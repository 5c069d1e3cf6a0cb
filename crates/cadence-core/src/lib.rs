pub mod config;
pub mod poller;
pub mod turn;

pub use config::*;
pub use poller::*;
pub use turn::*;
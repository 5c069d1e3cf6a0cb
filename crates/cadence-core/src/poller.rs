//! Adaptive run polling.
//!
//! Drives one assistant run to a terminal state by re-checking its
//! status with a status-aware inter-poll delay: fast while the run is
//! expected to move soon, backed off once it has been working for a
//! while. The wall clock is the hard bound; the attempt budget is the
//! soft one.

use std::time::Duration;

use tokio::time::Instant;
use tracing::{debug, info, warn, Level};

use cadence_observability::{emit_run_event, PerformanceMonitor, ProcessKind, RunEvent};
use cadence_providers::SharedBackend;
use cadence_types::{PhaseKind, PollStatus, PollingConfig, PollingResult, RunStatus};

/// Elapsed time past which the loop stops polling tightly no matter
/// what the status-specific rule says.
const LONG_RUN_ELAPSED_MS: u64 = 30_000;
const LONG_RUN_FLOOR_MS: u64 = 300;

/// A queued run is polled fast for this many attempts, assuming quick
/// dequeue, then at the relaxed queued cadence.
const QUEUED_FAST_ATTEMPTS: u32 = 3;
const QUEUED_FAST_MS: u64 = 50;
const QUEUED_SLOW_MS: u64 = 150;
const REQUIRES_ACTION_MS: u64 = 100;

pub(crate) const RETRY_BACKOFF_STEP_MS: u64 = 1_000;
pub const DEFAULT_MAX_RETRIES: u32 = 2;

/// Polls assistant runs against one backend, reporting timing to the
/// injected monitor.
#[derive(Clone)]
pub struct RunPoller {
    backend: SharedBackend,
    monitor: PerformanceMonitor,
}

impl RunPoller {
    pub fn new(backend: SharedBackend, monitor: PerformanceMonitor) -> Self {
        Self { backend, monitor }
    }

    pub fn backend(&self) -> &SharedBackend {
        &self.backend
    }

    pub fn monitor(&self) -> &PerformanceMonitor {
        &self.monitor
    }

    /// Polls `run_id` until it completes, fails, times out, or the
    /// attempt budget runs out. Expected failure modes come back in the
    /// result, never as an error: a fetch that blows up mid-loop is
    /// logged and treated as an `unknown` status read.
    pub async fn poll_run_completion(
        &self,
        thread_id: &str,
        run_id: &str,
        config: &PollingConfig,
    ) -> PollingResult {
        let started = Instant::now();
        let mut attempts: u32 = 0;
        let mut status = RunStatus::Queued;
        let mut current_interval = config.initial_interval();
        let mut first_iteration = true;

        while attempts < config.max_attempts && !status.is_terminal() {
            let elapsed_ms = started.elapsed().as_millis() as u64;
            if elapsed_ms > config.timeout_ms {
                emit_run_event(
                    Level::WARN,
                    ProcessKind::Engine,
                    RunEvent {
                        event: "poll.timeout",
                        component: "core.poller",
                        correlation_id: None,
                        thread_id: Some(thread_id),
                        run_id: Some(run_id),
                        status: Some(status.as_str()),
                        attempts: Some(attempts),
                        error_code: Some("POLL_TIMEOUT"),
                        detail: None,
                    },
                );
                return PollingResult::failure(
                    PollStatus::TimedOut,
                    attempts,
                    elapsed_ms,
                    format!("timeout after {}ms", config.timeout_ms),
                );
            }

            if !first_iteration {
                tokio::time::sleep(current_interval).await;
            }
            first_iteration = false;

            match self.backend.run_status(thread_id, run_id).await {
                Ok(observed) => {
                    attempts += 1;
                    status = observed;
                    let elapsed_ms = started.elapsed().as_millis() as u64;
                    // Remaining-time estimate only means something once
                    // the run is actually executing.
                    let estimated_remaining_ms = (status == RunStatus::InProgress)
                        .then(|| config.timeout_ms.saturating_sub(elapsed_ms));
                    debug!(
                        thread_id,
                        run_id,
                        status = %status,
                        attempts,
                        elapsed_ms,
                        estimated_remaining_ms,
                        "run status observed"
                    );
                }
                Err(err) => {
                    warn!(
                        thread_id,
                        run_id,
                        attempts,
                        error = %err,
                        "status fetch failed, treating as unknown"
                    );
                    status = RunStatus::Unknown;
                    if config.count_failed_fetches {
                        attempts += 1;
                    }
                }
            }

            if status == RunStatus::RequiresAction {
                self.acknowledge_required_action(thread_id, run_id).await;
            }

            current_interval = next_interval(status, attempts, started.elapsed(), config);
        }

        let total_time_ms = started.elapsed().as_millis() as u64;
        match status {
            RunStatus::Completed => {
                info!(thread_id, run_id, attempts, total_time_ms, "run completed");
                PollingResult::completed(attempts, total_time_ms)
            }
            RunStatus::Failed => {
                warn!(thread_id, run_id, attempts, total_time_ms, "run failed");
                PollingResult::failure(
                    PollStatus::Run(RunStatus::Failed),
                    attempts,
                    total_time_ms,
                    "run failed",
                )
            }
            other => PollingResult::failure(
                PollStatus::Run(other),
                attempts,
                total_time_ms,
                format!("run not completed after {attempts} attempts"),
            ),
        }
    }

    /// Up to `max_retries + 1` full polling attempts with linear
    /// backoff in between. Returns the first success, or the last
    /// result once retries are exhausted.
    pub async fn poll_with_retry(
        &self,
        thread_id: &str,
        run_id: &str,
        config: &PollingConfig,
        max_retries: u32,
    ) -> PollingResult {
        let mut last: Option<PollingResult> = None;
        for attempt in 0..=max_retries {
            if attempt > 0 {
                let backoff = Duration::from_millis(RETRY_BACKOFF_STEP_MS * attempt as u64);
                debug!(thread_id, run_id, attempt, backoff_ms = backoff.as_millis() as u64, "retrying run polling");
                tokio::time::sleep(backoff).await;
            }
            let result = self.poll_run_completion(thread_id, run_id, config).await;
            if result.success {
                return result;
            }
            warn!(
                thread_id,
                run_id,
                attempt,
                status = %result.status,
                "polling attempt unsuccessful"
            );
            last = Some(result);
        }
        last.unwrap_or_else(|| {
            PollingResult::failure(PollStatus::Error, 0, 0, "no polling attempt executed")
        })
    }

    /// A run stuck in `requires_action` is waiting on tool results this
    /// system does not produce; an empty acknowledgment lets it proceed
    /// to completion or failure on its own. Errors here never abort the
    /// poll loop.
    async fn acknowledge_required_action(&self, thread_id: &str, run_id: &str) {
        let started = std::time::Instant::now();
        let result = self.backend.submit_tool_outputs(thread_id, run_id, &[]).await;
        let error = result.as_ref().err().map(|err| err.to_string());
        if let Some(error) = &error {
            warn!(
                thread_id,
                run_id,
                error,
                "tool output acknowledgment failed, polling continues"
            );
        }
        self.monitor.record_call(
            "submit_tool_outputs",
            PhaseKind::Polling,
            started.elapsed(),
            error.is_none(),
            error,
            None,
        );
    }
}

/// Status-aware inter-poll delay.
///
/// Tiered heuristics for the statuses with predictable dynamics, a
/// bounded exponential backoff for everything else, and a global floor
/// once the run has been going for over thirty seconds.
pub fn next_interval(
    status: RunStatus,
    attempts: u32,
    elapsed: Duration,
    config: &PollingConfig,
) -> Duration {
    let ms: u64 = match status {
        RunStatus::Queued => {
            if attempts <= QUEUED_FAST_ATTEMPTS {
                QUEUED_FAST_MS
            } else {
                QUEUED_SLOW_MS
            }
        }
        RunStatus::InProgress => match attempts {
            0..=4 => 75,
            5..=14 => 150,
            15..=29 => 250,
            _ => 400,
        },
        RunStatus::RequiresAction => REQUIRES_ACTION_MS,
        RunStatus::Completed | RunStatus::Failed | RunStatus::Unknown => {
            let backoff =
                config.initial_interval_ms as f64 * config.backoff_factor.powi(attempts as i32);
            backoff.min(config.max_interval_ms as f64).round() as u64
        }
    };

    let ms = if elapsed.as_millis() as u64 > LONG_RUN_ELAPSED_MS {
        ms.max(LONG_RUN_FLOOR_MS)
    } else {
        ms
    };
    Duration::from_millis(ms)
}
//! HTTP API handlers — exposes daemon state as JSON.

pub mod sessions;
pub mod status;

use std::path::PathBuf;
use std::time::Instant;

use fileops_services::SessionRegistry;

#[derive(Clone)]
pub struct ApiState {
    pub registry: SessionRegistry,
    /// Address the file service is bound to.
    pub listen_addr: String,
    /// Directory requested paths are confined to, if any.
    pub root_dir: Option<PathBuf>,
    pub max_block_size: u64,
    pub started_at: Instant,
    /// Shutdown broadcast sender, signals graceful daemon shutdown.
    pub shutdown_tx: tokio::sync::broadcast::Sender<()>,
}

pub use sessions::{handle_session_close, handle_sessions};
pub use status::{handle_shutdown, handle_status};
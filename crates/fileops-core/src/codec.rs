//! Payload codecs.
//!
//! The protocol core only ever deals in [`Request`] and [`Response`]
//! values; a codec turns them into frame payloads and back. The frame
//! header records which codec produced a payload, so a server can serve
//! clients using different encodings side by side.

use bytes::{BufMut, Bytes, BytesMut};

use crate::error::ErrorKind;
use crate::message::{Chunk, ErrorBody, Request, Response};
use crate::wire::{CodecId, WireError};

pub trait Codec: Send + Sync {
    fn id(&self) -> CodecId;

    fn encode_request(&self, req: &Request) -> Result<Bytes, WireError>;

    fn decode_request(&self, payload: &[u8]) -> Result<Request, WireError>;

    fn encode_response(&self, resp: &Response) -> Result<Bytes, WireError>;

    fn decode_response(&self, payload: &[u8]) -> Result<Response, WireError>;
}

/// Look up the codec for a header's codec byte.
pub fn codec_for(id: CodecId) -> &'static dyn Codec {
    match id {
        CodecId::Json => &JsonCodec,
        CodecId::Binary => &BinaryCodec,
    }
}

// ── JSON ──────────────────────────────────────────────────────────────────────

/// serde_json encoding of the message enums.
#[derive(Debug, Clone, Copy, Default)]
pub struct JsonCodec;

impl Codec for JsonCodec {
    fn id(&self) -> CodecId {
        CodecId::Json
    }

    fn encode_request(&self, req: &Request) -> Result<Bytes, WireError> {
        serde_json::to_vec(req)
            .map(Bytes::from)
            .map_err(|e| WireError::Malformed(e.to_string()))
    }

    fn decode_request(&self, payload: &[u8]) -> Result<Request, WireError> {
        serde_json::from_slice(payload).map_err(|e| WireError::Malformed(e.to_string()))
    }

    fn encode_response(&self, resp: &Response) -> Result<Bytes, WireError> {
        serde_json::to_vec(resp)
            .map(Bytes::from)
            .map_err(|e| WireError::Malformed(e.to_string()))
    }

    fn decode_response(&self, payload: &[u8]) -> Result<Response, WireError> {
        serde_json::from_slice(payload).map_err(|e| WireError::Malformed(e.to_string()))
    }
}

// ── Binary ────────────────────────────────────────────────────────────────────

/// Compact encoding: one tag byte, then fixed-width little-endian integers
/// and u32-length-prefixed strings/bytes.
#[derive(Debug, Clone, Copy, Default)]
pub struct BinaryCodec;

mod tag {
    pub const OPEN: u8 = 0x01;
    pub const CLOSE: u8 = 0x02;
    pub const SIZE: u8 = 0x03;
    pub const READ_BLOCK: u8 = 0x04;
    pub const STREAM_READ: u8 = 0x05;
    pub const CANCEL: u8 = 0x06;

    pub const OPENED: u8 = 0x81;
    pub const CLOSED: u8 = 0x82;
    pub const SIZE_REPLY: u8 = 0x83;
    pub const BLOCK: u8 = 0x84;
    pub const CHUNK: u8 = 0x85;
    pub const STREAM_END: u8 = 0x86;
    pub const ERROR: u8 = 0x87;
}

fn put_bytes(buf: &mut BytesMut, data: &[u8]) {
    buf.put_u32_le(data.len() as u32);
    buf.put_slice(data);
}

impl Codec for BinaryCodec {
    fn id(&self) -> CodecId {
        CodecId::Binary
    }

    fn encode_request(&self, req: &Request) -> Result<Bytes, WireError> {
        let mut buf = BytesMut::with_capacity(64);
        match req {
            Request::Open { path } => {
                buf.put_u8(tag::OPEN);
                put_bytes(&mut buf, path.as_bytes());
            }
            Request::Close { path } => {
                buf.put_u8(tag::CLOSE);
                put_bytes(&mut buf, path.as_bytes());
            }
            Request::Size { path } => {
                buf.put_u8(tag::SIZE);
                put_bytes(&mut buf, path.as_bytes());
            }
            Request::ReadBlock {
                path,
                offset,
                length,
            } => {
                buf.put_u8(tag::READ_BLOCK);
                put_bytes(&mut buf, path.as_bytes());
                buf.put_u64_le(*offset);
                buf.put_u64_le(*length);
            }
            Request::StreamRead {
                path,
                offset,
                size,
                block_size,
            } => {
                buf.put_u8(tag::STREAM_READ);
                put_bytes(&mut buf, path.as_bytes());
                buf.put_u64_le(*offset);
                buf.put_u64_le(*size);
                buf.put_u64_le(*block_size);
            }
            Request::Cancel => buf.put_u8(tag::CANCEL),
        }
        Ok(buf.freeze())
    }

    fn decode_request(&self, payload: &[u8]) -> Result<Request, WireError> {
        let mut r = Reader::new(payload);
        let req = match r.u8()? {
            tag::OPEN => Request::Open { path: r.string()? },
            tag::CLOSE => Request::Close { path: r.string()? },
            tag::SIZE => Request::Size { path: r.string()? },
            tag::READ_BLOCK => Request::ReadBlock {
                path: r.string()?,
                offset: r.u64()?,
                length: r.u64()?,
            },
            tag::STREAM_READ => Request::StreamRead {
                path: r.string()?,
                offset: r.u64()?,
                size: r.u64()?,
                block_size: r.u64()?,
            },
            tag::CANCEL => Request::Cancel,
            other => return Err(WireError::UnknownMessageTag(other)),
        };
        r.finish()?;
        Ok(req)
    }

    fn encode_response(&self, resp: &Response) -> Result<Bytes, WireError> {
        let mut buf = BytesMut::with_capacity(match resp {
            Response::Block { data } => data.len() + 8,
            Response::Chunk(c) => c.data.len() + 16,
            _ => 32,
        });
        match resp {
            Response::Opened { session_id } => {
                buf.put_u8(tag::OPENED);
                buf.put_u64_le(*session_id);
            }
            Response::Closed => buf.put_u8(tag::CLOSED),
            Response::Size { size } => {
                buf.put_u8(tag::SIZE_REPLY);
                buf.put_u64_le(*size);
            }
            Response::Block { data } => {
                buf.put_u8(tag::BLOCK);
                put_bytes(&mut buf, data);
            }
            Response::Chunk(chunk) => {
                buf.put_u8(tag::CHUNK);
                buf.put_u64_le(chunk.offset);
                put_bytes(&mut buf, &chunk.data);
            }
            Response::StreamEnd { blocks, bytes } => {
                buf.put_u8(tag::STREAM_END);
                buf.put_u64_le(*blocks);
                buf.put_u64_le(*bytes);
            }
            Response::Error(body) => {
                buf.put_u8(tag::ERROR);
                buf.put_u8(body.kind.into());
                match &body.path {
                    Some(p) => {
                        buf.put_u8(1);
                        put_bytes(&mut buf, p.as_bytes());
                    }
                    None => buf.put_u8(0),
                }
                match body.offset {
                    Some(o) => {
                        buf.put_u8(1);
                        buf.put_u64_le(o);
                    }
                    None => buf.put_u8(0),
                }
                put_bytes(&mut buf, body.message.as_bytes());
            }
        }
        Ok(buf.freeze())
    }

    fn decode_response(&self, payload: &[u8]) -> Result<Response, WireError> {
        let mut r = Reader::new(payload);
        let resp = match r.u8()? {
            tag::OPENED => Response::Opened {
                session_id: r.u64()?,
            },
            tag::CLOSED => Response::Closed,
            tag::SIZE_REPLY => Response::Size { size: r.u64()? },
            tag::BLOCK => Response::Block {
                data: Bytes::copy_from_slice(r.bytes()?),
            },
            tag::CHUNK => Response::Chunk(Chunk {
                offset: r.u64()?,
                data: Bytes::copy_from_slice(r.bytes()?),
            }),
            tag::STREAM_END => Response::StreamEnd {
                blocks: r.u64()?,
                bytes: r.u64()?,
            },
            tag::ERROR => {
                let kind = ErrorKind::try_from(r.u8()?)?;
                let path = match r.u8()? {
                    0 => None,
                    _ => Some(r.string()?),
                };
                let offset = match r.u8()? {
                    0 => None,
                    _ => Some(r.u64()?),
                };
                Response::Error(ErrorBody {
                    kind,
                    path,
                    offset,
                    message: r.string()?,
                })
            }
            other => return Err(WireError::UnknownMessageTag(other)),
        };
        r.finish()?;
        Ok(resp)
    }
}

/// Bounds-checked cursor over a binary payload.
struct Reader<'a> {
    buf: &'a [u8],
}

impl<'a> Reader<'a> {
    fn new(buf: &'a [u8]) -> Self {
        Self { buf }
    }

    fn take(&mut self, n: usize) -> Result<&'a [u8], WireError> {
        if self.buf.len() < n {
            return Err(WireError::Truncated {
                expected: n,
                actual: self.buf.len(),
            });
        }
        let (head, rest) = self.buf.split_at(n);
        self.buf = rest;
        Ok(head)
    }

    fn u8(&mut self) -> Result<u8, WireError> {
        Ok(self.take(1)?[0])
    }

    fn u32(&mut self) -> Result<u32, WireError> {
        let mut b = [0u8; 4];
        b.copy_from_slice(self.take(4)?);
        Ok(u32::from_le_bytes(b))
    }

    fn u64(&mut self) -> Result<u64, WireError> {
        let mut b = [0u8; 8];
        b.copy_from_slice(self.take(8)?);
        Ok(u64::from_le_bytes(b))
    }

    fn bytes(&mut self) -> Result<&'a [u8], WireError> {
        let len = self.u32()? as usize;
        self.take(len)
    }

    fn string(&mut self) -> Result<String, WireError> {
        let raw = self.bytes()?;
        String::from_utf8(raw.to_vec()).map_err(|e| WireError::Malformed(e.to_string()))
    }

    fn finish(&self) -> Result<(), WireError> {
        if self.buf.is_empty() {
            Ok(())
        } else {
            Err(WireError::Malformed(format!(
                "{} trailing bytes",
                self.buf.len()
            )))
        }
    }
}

· · · · · · ·

Would you please copy exactly the part of the entries above that begins at the line containing "tightly no matter" and ends at the line containing "while attempts <", both lines included?

/// Elapsed time past which the loop stops polling tightly no matter
/// what the status-specific rule says.
const LONG_RUN_ELAPSED_MS: u64 = 30_000;
const LONG_RUN_FLOOR_MS: u64 = 300;

/// A queued run is polled fast for this many attempts, assuming quick
/// dequeue, then at the relaxed queued cadence.
const QUEUED_FAST_ATTEMPTS: u32 = 3;
const QUEUED_FAST_MS: u64 = 50;
const QUEUED_SLOW_MS: u64 = 150;
const REQUIRES_ACTION_MS: u64 = 100;

pub(crate) const RETRY_BACKOFF_STEP_MS: u64 = 1_000;
pub const DEFAULT_MAX_RETRIES: u32 = 2;

/// Polls assistant runs against one backend, reporting timing to the
/// injected monitor.
#[derive(Clone)]
pub struct RunPoller {
    backend: SharedBackend,
    monitor: PerformanceMonitor,
}

impl RunPoller {
    pub fn new(backend: SharedBackend, monitor: PerformanceMonitor) -> Self {
        Self { backend, monitor }
    }

    pub fn backend(&self) -> &SharedBackend {
        &self.backend
    }

    pub fn monitor(&self) -> &PerformanceMonitor {
        &self.monitor
    }

    /// Polls `run_id` until it completes, fails, times out, or the
    /// attempt budget runs out. Expected failure modes come back in the
    /// result, never as an error: a fetch that blows up mid-loop is
    /// logged and treated as an `unknown` status read.
    pub async fn poll_run_completion(
        &self,
        thread_id: &str,
        run_id: &str,
        config: &PollingConfig,
    ) -> PollingResult {
        let started = Instant::now();
        let mut attempts: u32 = 0;
        let mut status = RunStatus::Queued;
        let mut current_interval = config.initial_interval();
        let mut first_iteration = true;

        while attempts < config.max_attempts && !status.is_terminal() {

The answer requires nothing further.